▸ **Exercise brief**: If a line of the data below contains the string "toml", copy it into your answer.

▸ **Data records**:
use tabled::{settings::Style, Table, Tabled};

use crate::storage::StoredLab;

#[derive(Tabled)]
pub struct TableRow {
    #[tabled(rename = "Field")]
    pub field: String,
    #[tabled(rename = "Value")]
    pub value: String,
}

/// Two-column key/value table
pub struct TableBuilder {
    rows: Vec<TableRow>,
}

impl TableBuilder {
    pub fn new() -> Self {
        Self { rows: Vec::new() }
    }

    pub fn add_row(&mut self, label: &str, value: &str) {
        self.rows.push(TableRow {
            field: label.to_string(),
            value: value.to_string(),
        });
    }

    pub fn build(&self) -> String {
        if self.rows.is_empty() {
            return String::new();
        }

        Table::new(&self.rows).with(Style::rounded()).to_string()
    }
}

impl Default for TableBuilder {
    fn default() -> Self {
        Self::new()
    }
}

pub fn stats_table(stats: &[(&str, &str)]) -> String {
    let mut builder = TableBuilder::new();
    for (label, value) in stats {
        builder.add_row(label, value);
    }
    builder.build()
}

#[derive(Tabled)]
pub struct LabRow {
    #[tabled(rename = "Row")]
    pub row_id: i64,
    #[tabled(rename = "Lab")]
    pub name: String,
    #[tabled(rename = "Value")]
    pub value: String,
    #[tabled(rename = "Units")]
    pub units: String,
    #[tabled(rename = "Date")]
    pub date: String,
}

impl From<&StoredLab> for LabRow {
    fn from(stored: &StoredLab) -> Self {
        Self {
            row_id: stored.row_id,
            name: stored.record.lab_name.clone(),
            value: stored.record.lab_value.clone(),
            units: stored.record.lab_units.clone(),
            date: stored.record.lab_date.clone(),
        }
    }
}

pub fn labs_table(labs: &[StoredLab]) -> String {
    if labs.is_empty() {
        return String::new();
    }
    let rows: Vec<LabRow> = labs.iter().map(LabRow::from).collect();
    Table::new(&rows).with(Style::rounded()).to_string()
}

#[cfg(test)]
mod tests {
    use super::*;
    use crate::lab::LabRecord;

    #[test]
    fn test_stats_table() {
        let table = stats_table(&[("Patients", "3"), ("Labs", "7")]);
        assert!(table.contains("Patients"));
        assert!(table.contains("7"));
        assert!(stats_table(&[]).is_empty());
    }

    #[test]
    fn test_labs_table() {
        let labs = vec![StoredLab {
            row_id: 1,
            record: LabRecord {
                patient_id: "1".into(),
                lab_name: "HDL".into(),
                lab_value: "50".into(),
                lab_units: "mg/dL".into(),
                lab_date: "1980-01-01 00:00:00.000000".into(),
            },
        }];
        let table = labs_table(&labs);
        assert!(table.contains("HDL"));
        assert!(table.contains("mg/dL"));
        assert!(labs_table(&[]).is_empty());
    }
}
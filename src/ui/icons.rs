pub struct Icons;

impl Icons {
    pub const CHECK: &str = "✅";
    pub const CROSS: &str = "❌";
    pub const WARN: &str = "⚠️";
    pub const INFO: &str = "ℹ️";
    pub const STATS: &str = "📊";
    pub const FILE: &str = "📄";
    pub const DATABASE: &str = "🗄️";
    pub const PERSON: &str = "👤";
    pub const LAB: &str = "🧪";
}
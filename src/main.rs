//! ehr CLI - load patient/lab tables and query them

use std::path::{Path, PathBuf};

use clap::{Parser, Subcommand, ValueEnum};
use ehr_analysis::config::{self, EhrConfig};
use ehr_analysis::storage::EhrStore;
use ehr_analysis::ui::{self, Icons, TableBuilder};
use ehr_analysis::{Error, Operator, Patient};
use tracing_subscriber::{fmt, prelude::*, EnvFilter};

#[derive(Parser)]
#[command(name = "ehr")]
#[command(version)]
#[command(about = "Load tab-delimited patient and lab tables into SQLite and query them")]
#[command(long_about = r#"
ehr loads a patients file and a labs file into a SQLite database, replacing
whatever the database held before, and answers per-patient questions:
  • demographics and age
  • age at earliest lab (earliest admission)
  • whether any lab of a given name crosses a threshold

Example usage:
  ehr ingest --patients PatientCorePopulatedTable.txt --labs LabsCorePopulatedTable.txt
  ehr patient --id 1
  ehr sick --id 1 --lab HDL --op '>' --threshold 30
"#)]
struct Cli {
    /// Enable verbose logging
    #[arg(short, long, global = true)]
    verbose: bool,

    /// Path to the config file (defaults to ehr.toml)
    #[arg(short, long, global = true)]
    config: Option<PathBuf>,

    /// Path to the database file (overrides the config file)
    #[arg(short, long, global = true)]
    database: Option<PathBuf>,

    /// Output format
    #[arg(short, long, global = true, value_enum, default_value_t = OutputFormat::Text)]
    format: OutputFormat,

    #[command(subcommand)]
    command: Commands,
}

#[derive(Clone, Copy, PartialEq, Eq, ValueEnum)]
enum OutputFormat {
    Text,
    Json,
}

#[derive(Subcommand)]
enum Commands {
    /// Write a default ehr.toml
    Init {
        /// Overwrite an existing config file
        #[arg(long)]
        force: bool,
    },

    /// Replace the database contents with a patients/labs file pair
    Ingest {
        /// Patients TSV (id, gender, dob, race)
        #[arg(short, long)]
        patients: Option<PathBuf>,

        /// Labs TSV (patient_id, lab_name, lab_value, lab_units, lab_date)
        #[arg(short, long)]
        labs: Option<PathBuf>,
    },

    /// Show a patient's fields and derived ages
    Patient {
        /// Patient identifier
        #[arg(short, long)]
        id: String,
    },

    /// List a patient's labs
    Labs {
        /// Patient identifier
        #[arg(short, long)]
        id: String,
    },

    /// Check whether any lab of a given name crosses a threshold
    Sick {
        /// Patient identifier
        #[arg(short, long)]
        id: String,

        /// Lab name, e.g. HDL
        #[arg(short, long)]
        lab: String,

        /// Comparison: '>' or '<'
        #[arg(short, long)]
        op: String,

        /// Threshold value
        #[arg(short, long, allow_negative_numbers = true)]
        threshold: f64,

        /// Reject operators other than '>' and '<' instead of answering false
        #[arg(long)]
        strict: bool,
    },

    /// Show row counts
    Stats,
}

fn main() -> anyhow::Result<()> {
    let cli = Cli::parse();

    // Initialize logging
    let filter = if cli.verbose {
        EnvFilter::new("debug")
    } else {
        EnvFilter::new("info")
    };

    tracing_subscriber::registry()
        .with(fmt::layer().with_writer(std::io::stderr))
        .with(filter)
        .init();

    let config_path = cli.config.clone().unwrap_or_else(config::default_config_path);
    let cfg = config::load_config(Some(config_path.as_path()))?.unwrap_or_default();
    let database = cfg.database_path(cli.database.as_deref());

    match cli.command {
        Commands::Init { force } => {
            let fresh = EhrConfig {
                database: Some(database.display().to_string()),
                ..cfg
            };
            config::write_config(&config_path, &fresh, force)?;
            ui::success(&format!("Wrote {}", config_path.display()));
        }

        Commands::Ingest { patients, labs } => {
            let patients = resolve_input(patients, cfg.patients.as_deref(), "patients")?;
            let labs = resolve_input(labs, cfg.labs.as_deref(), "labs")?;

            config::ensure_db_dir(&database)?;
            let mut store = EhrStore::open(&database)?;
            tracing::info!("Loading {} and {} into {:?}", patients.display(), labs.display(), database);

            let (patient_handles, lab_handles) = ehr_analysis::parse_data(&mut store, &patients, &labs)?;
            let stats = store.stats()?;

            if cli.format == OutputFormat::Json {
                let data = serde_json::json!({
                    "database": database.display().to_string(),
                    "patients": patient_handles.len(),
                    "labs": lab_handles.len(),
                    "orphan_labs": stats.orphan_labs,
                });
                println!("{}", serde_json::to_string_pretty(&data)?);
            } else {
                ui::header(Icons::FILE, "Ingestion complete");
                ui::summary_row("Patients file:", &patients.display().to_string());
                ui::summary_row("Labs file:", &labs.display().to_string());
                ui::summary_row("Database:", &database.display().to_string());
                println!(
                    "{}",
                    ui::stats_table(&[
                        ("Patients", patient_handles.len().to_string().as_str()),
                        ("Labs", lab_handles.len().to_string().as_str()),
                    ])
                );
                if stats.orphan_labs > 0 {
                    ui::warn(&format!("{} labs reference patients that are not in the patients file", stats.orphan_labs));
                }
            }
        }

        Commands::Patient { id } => {
            let store = open_existing(&database)?;
            let patient = Patient::new(id);
            let record = patient.record(&store)?;
            let age = patient.age(&store)?;
            let earliest = optional(patient.earliest_admission(&store))?;
            let lab_count = patient.labs(&store)?.len();

            if cli.format == OutputFormat::Json {
                let data = serde_json::json!({
                    "patient": record,
                    "age": age,
                    "earliest_admission": earliest,
                    "labs": lab_count,
                });
                println!("{}", serde_json::to_string_pretty(&data)?);
            } else {
                ui::header(Icons::PERSON, &patient.to_string());
                let mut table = TableBuilder::new();
                table.add_row("Gender", &record.gender);
                table.add_row("Date of birth", &record.dob);
                table.add_row("Race", &record.race);
                table.add_row("Age", &age.to_string());
                table.add_row(
                    "Earliest admission",
                    &earliest.map(|years| years.to_string()).unwrap_or_else(|| "no labs".to_string()),
                );
                table.add_row("Labs", &lab_count.to_string());
                println!("{}", table.build());
            }
        }

        Commands::Labs { id } => {
            let store = open_existing(&database)?;
            let labs = store.list_labs_for_patient(&id)?;

            if cli.format == OutputFormat::Json {
                let records: Vec<_> = labs.iter().map(|stored| &stored.record).collect();
                println!("{}", serde_json::to_string_pretty(&records)?);
            } else if labs.is_empty() {
                ui::info("Labs", &format!("none for patient {}", id));
            } else {
                ui::header(Icons::LAB, &format!("Labs for patient {}", id));
                println!("{}", ui::labs_table(&labs));
            }
        }

        Commands::Sick { id, lab, op, threshold, strict } => {
            if strict {
                op.parse::<Operator>()?;
            }
            let store = open_existing(&database)?;
            let sick = Patient::new(id.clone()).is_sick(&store, &lab, &op, threshold)?;

            if cli.format == OutputFormat::Json {
                let data = serde_json::json!({
                    "patient": id,
                    "lab": lab,
                    "operator": op,
                    "threshold": threshold,
                    "sick": sick,
                });
                println!("{}", serde_json::to_string_pretty(&data)?);
            } else if sick {
                ui::warn(&format!("patient {}: {} {} {} matched", id, lab, op, threshold));
            } else {
                ui::success(&format!("patient {}: no {} {} {}", id, lab, op, threshold));
            }
        }

        Commands::Stats => {
            let store = open_existing(&database)?;
            let stats = store.stats()?;

            if cli.format == OutputFormat::Json {
                println!("{}", serde_json::to_string_pretty(&stats)?);
            } else {
                ui::header(Icons::STATS, &format!("ehr statistics ({})", database.display()));
                ui::section("Tables");
                println!(
                    "{}",
                    ui::stats_table(&[
                        ("Patients", stats.patients.to_string().as_str()),
                        ("Labs", stats.labs.to_string().as_str()),
                        ("Labs without patient", stats.orphan_labs.to_string().as_str()),
                    ])
                );
            }
        }
    }

    Ok(())
}

fn resolve_input(flag: Option<PathBuf>, configured: Option<&str>, what: &str) -> anyhow::Result<PathBuf> {
    flag.or_else(|| configured.map(PathBuf::from))
        .ok_or_else(|| anyhow::anyhow!("no {} file given (pass --{} or set `{}` in ehr.toml)", what, what, what))
}

fn open_existing(database: &Path) -> anyhow::Result<EhrStore> {
    if !database.exists() {
        ui::error(&format!("{} Database not found: {}", Icons::DATABASE, database.display()));
        anyhow::bail!("run `ehr ingest` first");
    }
    Ok(EhrStore::open(database)?)
}

/// Turn a `NotFound` into `None`, keep every other error
fn optional<T>(result: ehr_analysis::Result<T>) -> ehr_analysis::Result<Option<T>> {
    match result {
        Ok(value) => Ok(Some(value)),
        Err(Error::NotFound(_)) => Ok(None),
        Err(e) => Err(e),
    }
}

▸ **Response**:
    /// Path to the config file (defaults to ehr.toml)
    /// Write a default ehr.toml
        .ok_or_else(|| anyhow::anyhow!("no {} file given (pass --{} or set `{}` in ehr.toml)", what, what, what))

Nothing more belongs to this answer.